What is expected >> Go through the entries below from the first line and output each one exactly, up to and including the line with "let id = self.new_id(child);".

Material for the task >>
┄┄┄┄┄┄┄┄┄┄

impl TestClient {
    fn new_id(&mut self, interface: &'static Interface) -> u32 {
        let id = self.next_id;
        self.next_id += 1;
        self.objects.insert(id, interface);
        id
    }

    fn send(&mut self, msg: Message<u32, RawFd>) {
        self.socket.write_message(&msg).unwrap();
        self.socket.flush().unwrap();
    }

    fn opcode(&self, object: u32, name: &str) -> u16 {
        let interface = self.objects.get(&object).unwrap_or_else(|| panic!("unknown object {object}"));
        let opcode = interface
            .requests
            .iter()
            .position(|desc| desc.name == name)
            .unwrap_or_else(|| panic!("{} has no request {name}", interface.name));
        opcode as u16
    }

    /// Send a request that creates no object
    pub fn request(&mut self, object: u32, name: &str, args: Vec<Arg>) {
        let opcode = self.opcode(object, name);
        self.send(Message { sender_id: object, opcode, args: args.into_iter().collect() });
    }

    /// Send a request creating an object, `args` leave out the new id
    pub fn create(&mut self, object: u32, name: &str, mut args: Vec<Arg>) -> u32 {
        let opcode = self.opcode(object, name);
        let desc = &self.objects[&object].requests[opcode as usize];
        let child = desc.child_interface.unwrap();
        let position =
            desc.signature.iter().position(|arg| matches!(arg, ArgumentType::NewId)).unwrap();
        let id = self.new_id(child);
        args.insert(position, Argument::NewId(id));
        self.send(Message { sender_id: object, opcode, args: args.into_iter().collect() });
        id
    }

    /// Bind the global implementing `interface`
    pub fn bind(&mut self, interface: &'static Interface, version: u32) -> u32 {
        let name = self
            .globals
            .iter()
            .find(|(_, global, _)| global == interface.name)
            .map(|(name, _, _)| *name)
            .unwrap_or_else(|| panic!("no {} global", interface.name));
        let id = self.new_id(interface);
        let registry = self.registry;
        self.send(Message {
            sender_id: registry,
            opcode: 0,
            args: [uint(name), text(interface.name), uint(version), Argument::NewId(id)]
                .into_iter()
                .collect(),
        });
        id
    }

    pub fn has_global(&self, interface: &Interface) -> bool {
        self.globals.iter().any(|(_, name, _)| name == interface.name)
    }

    pub fn sync(&mut self) -> u32 {
        let callback = self.new_id(&WL_CALLBACK_INTERFACE);
        self.send(Message {
            sender_id: 1,
            opcode: 0,
            args: [Argument::NewId(callback)].into_iter().collect(),
        });
        callback
    }

    pub fn seat(&mut self) -> u32 {
        match self.seat {
            Some(seat) => seat,
            None => {
                let seat = self.bind(&WL_SEAT_INTERFACE, 1);
                self.seat = Some(seat);
                seat
            }
        }
    }

    fn compositor(&mut self) -> u32 {
        match self.compositor {
            Some(compositor) => compositor,
            None => {
                let compositor = self.bind(&WL_COMPOSITOR_INTERFACE, 1);
                self.compositor = Some(compositor);
                compositor
            }
        }
    }

    pub fn surface(&mut self) -> u32 {
        let compositor = self.compositor();
        self.create(compositor, "create_surface", vec![])
    }

    /// A region, usable where any object is accepted
    pub fn region(&mut self) -> u32 {
        let compositor = self.compositor();
        self.create(compositor, "create_region", vec![])
    }

    /// Attach a stand-in buffer, or none, and commit
    pub fn map_surface(&mut self, surface: u32, mapped: bool) {
        let buffer = if mapped { self.region() } else { 0 };
        self.request(surface, "attach", vec![object(buffer), int(0), int(0)]);
        self.request(surface, "commit", vec![]);
    }

    pub fn text_input_v1(&mut self) -> u32 {
        let manager = self.bind(&ZWP_TEXT_INPUT_MANAGER_V1_INTERFACE, 1);
        self.create(manager, "create_text_input", vec![])
    }

    pub fn text_input_v2(&mut self) -> u32 {
        let seat = self.seat();
        let manager = self.bind(&ZWP_TEXT_INPUT_MANAGER_V2_INTERFACE, 1);
        self.create(manager, "get_text_input", vec![object(seat)])
    }

    pub fn text_input_v3(&mut self) -> u32 {
        let seat = self.seat();
        let manager = self.bind(&ZWP_TEXT_INPUT_MANAGER_V3_INTERFACE, 1);
        self.create(manager, "get_text_input", vec![object(seat)])
    }

    pub fn input_method_v1(&mut self) -> u32 {
        self.bind(&ZWP_INPUT_METHOD_V1_INTERFACE, 1)
    }

    pub fn input_panel_v1(&mut self) -> u32 {
        self.bind(&ZWP_INPUT_PANEL_V1_INTERFACE, 1)
    }

    pub fn input_method_v2(&mut self) -> u32 {
        let seat = self.seat();
        let manager = self.bind(&ZWP_INPUT_METHOD_MANAGER_V2_INTERFACE, 1);
        self.create(manager, "get_input_method", vec![object(seat)])
    }

    /// Read every event the server has written so far
    pub fn events(&mut self) -> Vec<Event> {
        let mut events = Vec::new();
        loop {
            let objects = &self.objects;
            let msg = match self.socket.read_one_message(|id, opcode| {
                objects.get(&id).and_then(|i| i.events.get(opcode as usize)).map(|d| d.signature)
            }) {
                Ok(msg) => msg,
                Err(MessageParseError::MissingData) | Err(MessageParseError::MissingFD) => {
                    if self.socket.fill_incoming_buffers().is_err() {
                        break;
                    }
                    continue;
                }
                Err(MessageParseError::Malformed) => panic!("malformed event"),
            };
            let interface = self.objects[&msg.sender_id];
            let desc = &interface.events[msg.opcode as usize];
            let event = Event {
                sender: msg.sender_id,
                interface: interface.name,
                name: desc.name,
                args: msg.args.into_iter().collect(),
            };
            // objects created by the server
            for arg in &event.args {
                if let (Argument::NewId(id), Some(child)) = (arg, desc.child_interface) {
                    self.objects.insert(*id, child);
                }
            }
            match (event.interface, event.name) {
                ("wl_registry", "global") => {
                    let name = event.string(1).unwrap();
                    self.globals.push((event.uint(0), name, event.uint(2)));
                }
                ("wl_display", "delete_id") => {
                    self.objects.remove(&event.uint(0));
                }
                _ => {}
            }
            events.push(event);
        }
        events
    }

    /// Whether the server closed the connection
    pub fn is_closed(&mut self) -> bool {
        let _ = self.events();
        matches!(
            self.socket.fill_incoming_buffers(),
            Err(e) if e.kind() == std::io::ErrorKind::BrokenPipe
        )
    }
}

┄┄┄┄┄┄┄┄┄┄

Written reply >>
impl TestClient {
    fn new_id(&mut self, interface: &'static Interface) -> u32 {
        let id = self.next_id;
        self.next_id += 1;
        self.objects.insert(id, interface);
        id
    }

    fn send(&mut self, msg: Message<u32, RawFd>) {
        self.socket.write_message(&msg).unwrap();
        self.socket.flush().unwrap();
    }

    fn opcode(&self, object: u32, name: &str) -> u16 {
        let interface = self.objects.get(&object).unwrap_or_else(|| panic!("unknown object {object}"));
        let opcode = interface
            .requests
            .iter()
            .position(|desc| desc.name == name)
            .unwrap_or_else(|| panic!("{} has no request {name}", interface.name));
        opcode as u16
    }

    /// Send a request that creates no object
    pub fn request(&mut self, object: u32, name: &str, args: Vec<Arg>) {
        let opcode = self.opcode(object, name);
        self.send(Message { sender_id: object, opcode, args: args.into_iter().collect() });
    }

    /// Send a request creating an object, `args` leave out the new id
    pub fn create(&mut self, object: u32, name: &str, mut args: Vec<Arg>) -> u32 {
        let opcode = self.opcode(object, name);
        let desc = &self.objects[&object].requests[opcode as usize];
        let child = desc.child_interface.unwrap();
        let position =
            desc.signature.iter().position(|arg| matches!(arg, ArgumentType::NewId)).unwrap();
        let id = self.new_id(child);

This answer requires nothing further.